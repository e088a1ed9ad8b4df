//! 翻译服务提供方客户端
//!
//! 定义按分块调用的 [`TranslationProvider`] 接口，以及基于 reqwest 的豆包 API 实现。
//! 响应解析是独立的纯函数，两种响应格式用 [`ProviderResponse`] 表示。

use std::time::Duration;

use async_trait::async_trait;
use serde::{Deserialize, Serialize};
use thiserror::Error;

use crate::translation::config::constants;
use crate::translation::error::{TranslationError, TranslationResult};

// ============================================================================
// 错误类型
// ============================================================================

/// 提供方调用错误
///
/// 保留区分细节用于日志，在服务边界统一转换为 [`TranslationError::ProviderFailure`]。
#[derive(Error, Debug, Clone, PartialEq)]
pub enum ProviderError {
    #[error("网络请求失败: {0}")]
    Network(String),

    #[error("请求超时: {0}")]
    Timeout(String),

    #[error("API错误: {status} - {body}")]
    Status { status: u16, body: String },

    #[error("无法解析API响应: {0}")]
    Parse(String),

    #[error("构造请求失败: {0}")]
    Request(String),
}

impl ProviderError {
    /// 网络错误、超时、5xx 与 429 可以重试
    pub fn is_retryable(&self) -> bool {
        match self {
            ProviderError::Network(_) | ProviderError::Timeout(_) => true,
            ProviderError::Status { status, .. } => *status >= 500 || *status == 429,
            ProviderError::Parse(_) | ProviderError::Request(_) => false,
        }
    }
}

impl From<reqwest::Error> for ProviderError {
    fn from(error: reqwest::Error) -> Self {
        if error.is_timeout() {
            ProviderError::Timeout(error.to_string())
        } else if error.is_builder() {
            ProviderError::Request(error.to_string())
        } else {
            ProviderError::Network(error.to_string())
        }
    }
}

impl From<ProviderError> for TranslationError {
    fn from(error: ProviderError) -> Self {
        TranslationError::ProviderFailure(error.to_string())
    }
}

// ============================================================================
// 提供方接口
// ============================================================================

/// 翻译服务提供方
///
/// 给定一段文本、可为空的源语言和目标语言，返回译文或失败。
#[async_trait]
pub trait TranslationProvider: Send + Sync {
    async fn translate_chunk(
        &self,
        text: &str,
        source_lang: &str,
        target_lang: &str,
    ) -> Result<String, ProviderError>;
}

// ============================================================================
// 请求格式
// ============================================================================

#[derive(Debug, Serialize)]
pub struct ProviderRequest<'a> {
    pub model: &'a str,
    pub input: Vec<InputMessage<'a>>,
}

#[derive(Debug, Serialize)]
pub struct InputMessage<'a> {
    pub role: &'static str,
    pub content: Vec<InputContent<'a>>,
}

#[derive(Debug, Serialize)]
pub struct InputContent<'a> {
    #[serde(rename = "type")]
    pub kind: &'static str,
    pub text: &'a str,
    pub translation_options: TranslationOptions<'a>,
}

#[derive(Debug, Serialize)]
pub struct TranslationOptions<'a> {
    #[serde(skip_serializing_if = "Option::is_none")]
    pub source_language: Option<&'a str>,
    pub target_language: &'a str,
}

impl<'a> ProviderRequest<'a> {
    /// 构造单分块翻译请求，源语言为空时省略 `source_language`
    pub fn new(model: &'a str, text: &'a str, source_lang: &'a str, target_lang: &'a str) -> Self {
        let source_language = (!source_lang.is_empty()).then_some(source_lang);

        Self {
            model,
            input: vec![InputMessage {
                role: "user",
                content: vec![InputContent {
                    kind: "input_text",
                    text,
                    translation_options: TranslationOptions {
                        source_language,
                        target_language: target_lang,
                    },
                }],
            }],
        }
    }
}

// ============================================================================
// 响应格式
// ============================================================================

/// 结构化输出格式（`status == "completed"`）
#[derive(Debug, Clone, Default, Deserialize)]
#[serde(default)]
pub struct CompletedResponse {
    pub status: String,
    pub output: Vec<OutputItem>,
}

#[derive(Debug, Clone, Default, Deserialize)]
#[serde(default)]
pub struct OutputItem {
    #[serde(rename = "type")]
    pub kind: String,
    pub role: String,
    pub content: Vec<OutputContent>,
}

#[derive(Debug, Clone, Default, Deserialize)]
#[serde(default)]
pub struct OutputContent {
    #[serde(rename = "type")]
    pub kind: String,
    pub text: String,
}

/// 旧版 `choices[0].message.content` 格式
#[derive(Debug, Clone, Default, Deserialize)]
#[serde(default)]
pub struct LegacyResponse {
    pub choices: Vec<LegacyChoice>,
}

#[derive(Debug, Clone, Default, Deserialize)]
#[serde(default)]
pub struct LegacyChoice {
    pub message: LegacyMessage,
}

#[derive(Debug, Clone, Default, Deserialize)]
#[serde(default)]
pub struct LegacyMessage {
    pub content: String,
}

/// 提供方响应，两种格式之一
#[derive(Debug, Clone)]
pub enum ProviderResponse {
    Completed(CompletedResponse),
    Legacy(LegacyResponse),
}

impl ProviderResponse {
    /// 解析响应体
    ///
    /// 先尝试结构化格式，只有在带有完成标记时才采用；否则回退到旧版格式，
    /// 旧版格式需要至少一个 choice。
    pub fn parse(body: &str) -> Result<Self, ProviderError> {
        if let Ok(completed) = serde_json::from_str::<CompletedResponse>(body) {
            if completed.status == "completed" {
                return Ok(ProviderResponse::Completed(completed));
            }
        }

        match serde_json::from_str::<LegacyResponse>(body) {
            Ok(legacy) if !legacy.choices.is_empty() => Ok(ProviderResponse::Legacy(legacy)),
            Ok(_) => Err(ProviderError::Parse("响应中没有可用的译文".to_string())),
            Err(e) => Err(ProviderError::Parse(e.to_string())),
        }
    }

    /// 提取译文
    ///
    /// 结构化格式取第一个 assistant 消息中的第一个 `output_text`，
    /// 没有时报错，不会再回退到旧版格式。
    pub fn into_text(self) -> Result<String, ProviderError> {
        match self {
            ProviderResponse::Completed(completed) => completed
                .output
                .into_iter()
                .filter(|item| item.kind == "message" && item.role == "assistant")
                .flat_map(|item| item.content)
                .find(|content| content.kind == "output_text")
                .map(|content| content.text)
                .ok_or_else(|| ProviderError::Parse("响应中没有 output_text".to_string())),
            ProviderResponse::Legacy(legacy) => legacy
                .choices
                .into_iter()
                .next()
                .map(|choice| choice.message.content)
                .ok_or_else(|| ProviderError::Parse("响应中没有 choices".to_string())),
        }
    }
}

/// 从响应体中提取译文
pub fn parse_response_text(body: &str) -> Result<String, ProviderError> {
    ProviderResponse::parse(body)?.into_text()
}

// ============================================================================
// 豆包客户端
// ============================================================================

/// 客户端配置
#[derive(Debug, Clone, PartialEq)]
pub struct ProviderConfig {
    pub api_key: String,
    pub api_url: String,
    pub model: String,
    /// 单次 HTTP 请求超时
    pub timeout: Duration,
    /// 可重试错误的最大重试次数，0 表示不重试
    pub max_retries: u32,
}

impl ProviderConfig {
    pub fn new(api_key: impl Into<String>, api_url: impl Into<String>) -> Self {
        Self {
            api_key: api_key.into(),
            api_url: api_url.into(),
            model: constants::DEFAULT_MODEL.to_string(),
            timeout: constants::DEFAULT_REQUEST_TIMEOUT,
            max_retries: constants::DEFAULT_MAX_RETRIES,
        }
    }
}

/// 豆包翻译 API 客户端
#[derive(Debug, Clone)]
pub struct DoubaoClient {
    config: ProviderConfig,
    http: reqwest::Client,
}

impl DoubaoClient {
    pub fn new(config: ProviderConfig) -> TranslationResult<Self> {
        let http = reqwest::Client::builder()
            .timeout(config.timeout)
            .build()
            .map_err(|e| TranslationError::ConfigError(format!("创建HTTP客户端失败: {}", e)))?;

        tracing::info!(
            "翻译客户端已初始化: url={}, model={}, timeout={:?}",
            config.api_url,
            config.model,
            config.timeout
        );

        Ok(Self { config, http })
    }

    pub fn config(&self) -> &ProviderConfig {
        &self.config
    }

    async fn send_once(
        &self,
        text: &str,
        source_lang: &str,
        target_lang: &str,
    ) -> Result<String, ProviderError> {
        let request = ProviderRequest::new(&self.config.model, text, source_lang, target_lang);

        let response = self
            .http
            .post(&self.config.api_url)
            .bearer_auth(&self.config.api_key)
            .json(&request)
            .send()
            .await?;

        let status = response.status();
        let body = response.text().await?;

        if status != reqwest::StatusCode::OK {
            return Err(ProviderError::Status {
                status: status.as_u16(),
                body,
            });
        }

        parse_response_text(&body)
    }
}

#[async_trait]
impl TranslationProvider for DoubaoClient {
    async fn translate_chunk(
        &self,
        text: &str,
        source_lang: &str,
        target_lang: &str,
    ) -> Result<String, ProviderError> {
        let mut attempt = 0;

        loop {
            match self.send_once(text, source_lang, target_lang).await {
                Ok(translated) => return Ok(translated),
                Err(e) if e.is_retryable() && attempt < self.config.max_retries => {
                    let delay = constants::RETRY_BASE_DELAY * 2u32.saturating_pow(attempt);
                    attempt += 1;
                    tracing::warn!(
                        "翻译请求失败，{:?} 后重试 ({}/{}): {}",
                        delay,
                        attempt,
                        self.config.max_retries,
                        e
                    );
                    tokio::time::sleep(delay).await;
                }
                Err(e) => return Err(e),
            }
        }
    }
}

+ + + +

Each line above with the string "CompletedResponse" in it should be located and copied.

pub struct CompletedResponse {
    Completed(CompletedResponse),
        if let Ok(completed) = serde_json::from_str::<CompletedResponse>(body) {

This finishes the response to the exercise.